DATA FOR PROCESSING –

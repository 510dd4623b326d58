use std::time::Duration;

pub const DISCOVERY_PORT: u16 = 13122;
pub const DEFAULT_SERVER_NAME: &str = "DefinitelyNotRigged";
pub const DEFAULT_CLIENT_NAME: &str = "Just_One_More_Hit";

#[derive(Clone, Debug)]
pub struct ServerConfig {
    pub name: String,
    // 0 lets the OS choose
    pub tcp_port: u16,
    pub broadcast_port: u16,
    pub broadcast_interval: Duration,
    pub request_timeout: Duration,
    pub decision_timeout: Duration,
}

impl Default for ServerConfig {
    fn default() -> Self {
        ServerConfig {
            name: DEFAULT_SERVER_NAME.to_string(),
            tcp_port: 0,
            broadcast_port: DISCOVERY_PORT,
            broadcast_interval: Duration::from_secs(1),
            request_timeout: Duration::from_secs(5),
            decision_timeout: Duration::from_secs(30),
        }
    }
}

#[derive(Clone, Debug)]
pub struct ClientConfig {
    pub name: String,
    pub broadcast_port: u16,
    pub connect_timeout: Duration,
    pub read_timeout: Duration,
    /// Fixed round count; asked interactively when unset.
    pub rounds: Option<u8>,
}

impl Default for ClientConfig {
    fn default() -> Self {
        ClientConfig {
            name: DEFAULT_CLIENT_NAME.to_string(),
            broadcast_port: DISCOVERY_PORT,
            connect_timeout: Duration::from_secs(5),
            read_timeout: Duration::from_secs(12),
            rounds: None,
        }
    }
}
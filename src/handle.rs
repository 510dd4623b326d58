// Framed message exchange over an ordered byte stream
use crate::error::SessionError;
use crate::frame::Frame;
use std::io::{self, ErrorKind, Read, Write};
use std::net::{SocketAddr, TcpStream};
use std::time::Duration;
use tracing::debug;

pub struct Handle<S = TcpStream> {
    stream: S,
}

impl Handle<TcpStream> {
    pub fn connect(addr: SocketAddr, timeout: Duration) -> Result<Handle, SessionError> {
        let socket = TcpStream::connect_timeout(&addr, timeout)?;
        socket.set_nodelay(true)?;

        Ok(Handle::new(socket))
    }

    pub fn set_read_timeout(&self, timeout: Duration) -> Result<(), SessionError> {
        self.stream.set_read_timeout(Some(timeout))?;
        Ok(())
    }
}

impl<S: Read + Write> Handle<S> {
    pub fn new(stream: S) -> Handle<S> {
        Handle { stream }
    }

    // EOF before the last byte is a lost connection, as is a timeout
    pub fn read_exact(&mut self, buf: &mut [u8]) -> Result<(), SessionError> {
        let mut filled = 0;

        while filled < buf.len() {
            match self.stream.read(&mut buf[filled..]) {
                Ok(0) => {
                    return Err(SessionError::ConnectionLost(io::Error::new(
                        ErrorKind::UnexpectedEof,
                        format!("stream closed after {} of {} bytes", filled, buf.len()),
                    )))
                }
                Ok(n) => filled += n,
                Err(e) if e.kind() == ErrorKind::Interrupted => continue,
                Err(e) => return Err(SessionError::ConnectionLost(e)),
            }
        }

        Ok(())
    }

    // Ok(None) when the bytes do not decode
    pub fn read_frame<F: Frame>(&mut self) -> Result<Option<F>, SessionError> {
        let mut buf = vec![0u8; F::SIZE];
        self.read_exact(&mut buf)?;

        match F::decode(&buf) {
            Ok(frame) => Ok(Some(frame)),
            Err(e) => {
                debug!("discarding malformed frame: {}", e);
                Ok(None)
            }
        }
    }

    pub fn send_frame<F: Frame>(&mut self, frame: &F) -> Result<(), SessionError> {
        self.stream.write_all(&frame.encode())?;
        self.stream.flush()?;

        Ok(())
    }

    pub fn into_inner(self) -> S {
        self.stream
    }
}

// Test stream: reads from a script, collects writes
#[cfg(test)]
pub(crate) mod mock {
    use std::io::{self, Cursor, Read, Write};

    pub struct Duplex {
        input: Cursor<Vec<u8>>,
        pub output: Vec<u8>,
    }

    impl Duplex {
        pub fn new(input: Vec<u8>) -> Duplex {
            Duplex {
                input: Cursor::new(input),
                output: Vec::new(),
            }
        }
    }

    impl Read for Duplex {
        fn read(&mut self, buf: &mut [u8]) -> io::Result<usize> {
            // One byte at a time to exercise reassembly
            let n = buf.len().min(1);
            self.input.read(&mut buf[..n])
        }
    }

    impl Write for Duplex {
        fn write(&mut self, buf: &[u8]) -> io::Result<usize> {
            self.output.write(buf)
        }

        fn flush(&mut self) -> io::Result<()> {
            Ok(())
        }
    }
}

ACTIVITY –
Out of the records above, pull each line containing the word "filled".

SOLUTION BELOW –
        let mut filled = 0;
        while filled < buf.len() {
            match self.stream.read(&mut buf[filled..]) {
                        format!("stream closed after {} of {} bytes", filled, buf.len()),
                Ok(n) => filled += n,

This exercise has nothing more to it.